WORK REQUIRED:
Using the data below, determine the number of lines that include the string "grown". Write only that number.

Records from a dataset:
━━━━━━

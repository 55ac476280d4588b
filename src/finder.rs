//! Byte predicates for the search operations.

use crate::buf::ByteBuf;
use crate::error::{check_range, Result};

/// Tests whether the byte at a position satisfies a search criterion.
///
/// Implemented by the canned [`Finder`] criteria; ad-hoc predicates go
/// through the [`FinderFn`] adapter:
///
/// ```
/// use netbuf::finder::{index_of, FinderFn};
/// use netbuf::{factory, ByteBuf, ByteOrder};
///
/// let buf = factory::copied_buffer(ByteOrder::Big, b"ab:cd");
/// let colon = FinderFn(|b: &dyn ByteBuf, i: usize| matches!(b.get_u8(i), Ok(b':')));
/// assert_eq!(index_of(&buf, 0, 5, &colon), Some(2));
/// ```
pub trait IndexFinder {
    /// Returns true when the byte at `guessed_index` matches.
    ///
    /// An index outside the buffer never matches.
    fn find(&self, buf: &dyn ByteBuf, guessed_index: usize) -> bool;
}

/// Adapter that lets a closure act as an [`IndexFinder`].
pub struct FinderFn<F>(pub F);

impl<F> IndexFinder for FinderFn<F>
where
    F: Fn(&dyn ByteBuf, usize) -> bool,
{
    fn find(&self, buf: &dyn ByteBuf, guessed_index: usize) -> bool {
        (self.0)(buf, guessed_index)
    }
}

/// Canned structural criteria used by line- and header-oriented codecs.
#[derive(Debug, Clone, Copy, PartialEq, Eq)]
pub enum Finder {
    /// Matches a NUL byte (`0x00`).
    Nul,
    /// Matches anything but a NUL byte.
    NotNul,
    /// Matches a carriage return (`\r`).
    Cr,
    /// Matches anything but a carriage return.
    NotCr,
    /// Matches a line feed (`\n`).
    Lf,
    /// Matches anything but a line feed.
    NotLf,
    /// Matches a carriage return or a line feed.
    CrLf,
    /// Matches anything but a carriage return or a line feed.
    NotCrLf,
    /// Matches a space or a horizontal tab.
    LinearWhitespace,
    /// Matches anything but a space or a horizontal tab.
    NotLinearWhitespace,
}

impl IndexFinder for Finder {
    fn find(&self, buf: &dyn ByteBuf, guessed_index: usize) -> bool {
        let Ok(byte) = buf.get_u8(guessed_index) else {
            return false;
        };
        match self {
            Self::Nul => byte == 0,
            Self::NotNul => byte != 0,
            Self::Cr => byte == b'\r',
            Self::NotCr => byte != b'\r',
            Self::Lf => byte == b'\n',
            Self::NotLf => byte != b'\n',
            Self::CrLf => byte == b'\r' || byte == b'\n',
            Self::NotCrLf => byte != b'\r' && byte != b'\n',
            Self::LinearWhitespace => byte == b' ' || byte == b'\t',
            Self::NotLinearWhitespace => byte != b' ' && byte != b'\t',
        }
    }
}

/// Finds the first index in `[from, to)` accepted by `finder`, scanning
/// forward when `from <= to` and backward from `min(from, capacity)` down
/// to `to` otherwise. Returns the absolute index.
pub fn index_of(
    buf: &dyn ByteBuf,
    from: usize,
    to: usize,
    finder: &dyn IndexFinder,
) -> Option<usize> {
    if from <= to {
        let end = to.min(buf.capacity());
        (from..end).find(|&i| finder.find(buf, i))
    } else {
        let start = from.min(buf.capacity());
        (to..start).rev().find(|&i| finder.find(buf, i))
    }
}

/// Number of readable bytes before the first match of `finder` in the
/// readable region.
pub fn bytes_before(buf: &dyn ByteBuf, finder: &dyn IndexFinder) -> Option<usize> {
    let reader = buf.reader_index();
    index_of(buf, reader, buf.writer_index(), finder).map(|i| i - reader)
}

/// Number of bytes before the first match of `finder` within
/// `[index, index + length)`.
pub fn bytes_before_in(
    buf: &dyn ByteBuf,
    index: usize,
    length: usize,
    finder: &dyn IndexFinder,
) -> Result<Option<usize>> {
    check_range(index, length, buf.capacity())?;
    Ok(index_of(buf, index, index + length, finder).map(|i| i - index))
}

━━━━━━

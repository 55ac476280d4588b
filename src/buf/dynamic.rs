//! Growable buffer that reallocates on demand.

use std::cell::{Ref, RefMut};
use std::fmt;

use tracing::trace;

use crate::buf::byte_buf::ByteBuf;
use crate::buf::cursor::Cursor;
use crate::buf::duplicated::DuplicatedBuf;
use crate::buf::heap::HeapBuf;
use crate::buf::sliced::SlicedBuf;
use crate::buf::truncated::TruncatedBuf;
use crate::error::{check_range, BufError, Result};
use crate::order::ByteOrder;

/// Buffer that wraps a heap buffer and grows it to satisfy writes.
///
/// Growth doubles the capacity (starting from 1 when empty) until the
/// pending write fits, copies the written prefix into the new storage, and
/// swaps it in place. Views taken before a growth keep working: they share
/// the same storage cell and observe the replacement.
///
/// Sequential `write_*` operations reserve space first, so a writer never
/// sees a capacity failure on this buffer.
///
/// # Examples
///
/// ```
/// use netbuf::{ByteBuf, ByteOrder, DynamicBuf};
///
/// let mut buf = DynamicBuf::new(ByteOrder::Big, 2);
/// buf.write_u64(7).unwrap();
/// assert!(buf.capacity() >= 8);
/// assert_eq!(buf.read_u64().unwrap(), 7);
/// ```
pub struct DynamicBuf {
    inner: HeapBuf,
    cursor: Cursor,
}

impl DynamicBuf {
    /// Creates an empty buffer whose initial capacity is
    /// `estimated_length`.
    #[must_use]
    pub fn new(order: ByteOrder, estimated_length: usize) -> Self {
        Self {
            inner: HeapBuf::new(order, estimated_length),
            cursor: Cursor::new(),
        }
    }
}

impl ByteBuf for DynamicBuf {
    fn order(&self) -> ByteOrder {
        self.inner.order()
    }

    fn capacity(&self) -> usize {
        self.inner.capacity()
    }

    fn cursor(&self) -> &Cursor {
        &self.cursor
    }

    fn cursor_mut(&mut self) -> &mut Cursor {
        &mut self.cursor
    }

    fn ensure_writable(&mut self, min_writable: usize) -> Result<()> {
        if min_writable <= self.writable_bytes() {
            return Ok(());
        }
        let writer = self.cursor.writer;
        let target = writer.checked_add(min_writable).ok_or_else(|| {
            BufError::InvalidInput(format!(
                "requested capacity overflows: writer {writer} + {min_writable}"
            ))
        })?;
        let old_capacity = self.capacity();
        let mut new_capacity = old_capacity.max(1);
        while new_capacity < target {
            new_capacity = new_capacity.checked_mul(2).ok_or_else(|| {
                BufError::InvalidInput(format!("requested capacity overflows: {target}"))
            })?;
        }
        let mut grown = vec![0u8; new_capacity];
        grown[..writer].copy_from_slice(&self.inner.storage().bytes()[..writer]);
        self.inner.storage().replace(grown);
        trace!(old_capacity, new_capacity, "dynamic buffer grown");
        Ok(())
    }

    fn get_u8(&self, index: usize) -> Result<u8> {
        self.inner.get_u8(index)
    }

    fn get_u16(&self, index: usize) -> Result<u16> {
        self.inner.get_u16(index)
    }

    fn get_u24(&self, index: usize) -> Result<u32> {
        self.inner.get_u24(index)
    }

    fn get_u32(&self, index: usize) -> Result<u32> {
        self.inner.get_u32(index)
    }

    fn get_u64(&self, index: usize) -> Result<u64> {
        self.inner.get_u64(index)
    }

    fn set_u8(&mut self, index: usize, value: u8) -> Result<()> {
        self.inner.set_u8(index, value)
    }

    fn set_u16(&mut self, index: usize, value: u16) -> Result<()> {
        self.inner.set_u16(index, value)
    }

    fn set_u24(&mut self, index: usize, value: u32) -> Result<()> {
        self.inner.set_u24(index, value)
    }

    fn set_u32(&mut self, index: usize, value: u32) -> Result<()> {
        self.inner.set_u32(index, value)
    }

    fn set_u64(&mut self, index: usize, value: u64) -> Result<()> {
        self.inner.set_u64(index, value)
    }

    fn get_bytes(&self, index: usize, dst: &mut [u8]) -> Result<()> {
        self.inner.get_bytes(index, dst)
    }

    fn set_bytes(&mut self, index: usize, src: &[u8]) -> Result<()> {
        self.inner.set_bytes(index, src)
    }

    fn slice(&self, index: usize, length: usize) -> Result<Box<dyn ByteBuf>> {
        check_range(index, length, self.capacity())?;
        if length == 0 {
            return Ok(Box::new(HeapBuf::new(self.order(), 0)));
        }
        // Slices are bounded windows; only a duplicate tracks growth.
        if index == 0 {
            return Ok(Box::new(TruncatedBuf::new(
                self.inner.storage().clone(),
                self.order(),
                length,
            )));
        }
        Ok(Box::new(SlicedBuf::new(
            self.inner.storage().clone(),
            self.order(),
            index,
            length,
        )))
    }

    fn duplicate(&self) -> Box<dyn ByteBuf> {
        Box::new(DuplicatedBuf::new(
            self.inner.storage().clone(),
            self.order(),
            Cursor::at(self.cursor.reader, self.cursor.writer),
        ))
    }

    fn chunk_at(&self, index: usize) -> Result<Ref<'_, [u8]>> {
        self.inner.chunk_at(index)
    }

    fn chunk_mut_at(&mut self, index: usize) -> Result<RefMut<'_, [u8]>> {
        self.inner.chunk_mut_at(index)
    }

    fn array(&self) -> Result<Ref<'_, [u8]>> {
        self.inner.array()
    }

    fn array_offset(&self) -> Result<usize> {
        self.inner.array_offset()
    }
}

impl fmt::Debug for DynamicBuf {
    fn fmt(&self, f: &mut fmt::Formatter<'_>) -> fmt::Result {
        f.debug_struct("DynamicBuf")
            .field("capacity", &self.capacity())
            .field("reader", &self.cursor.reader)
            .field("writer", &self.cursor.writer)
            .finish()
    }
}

━━━━━━

RESPONSE AREA:
4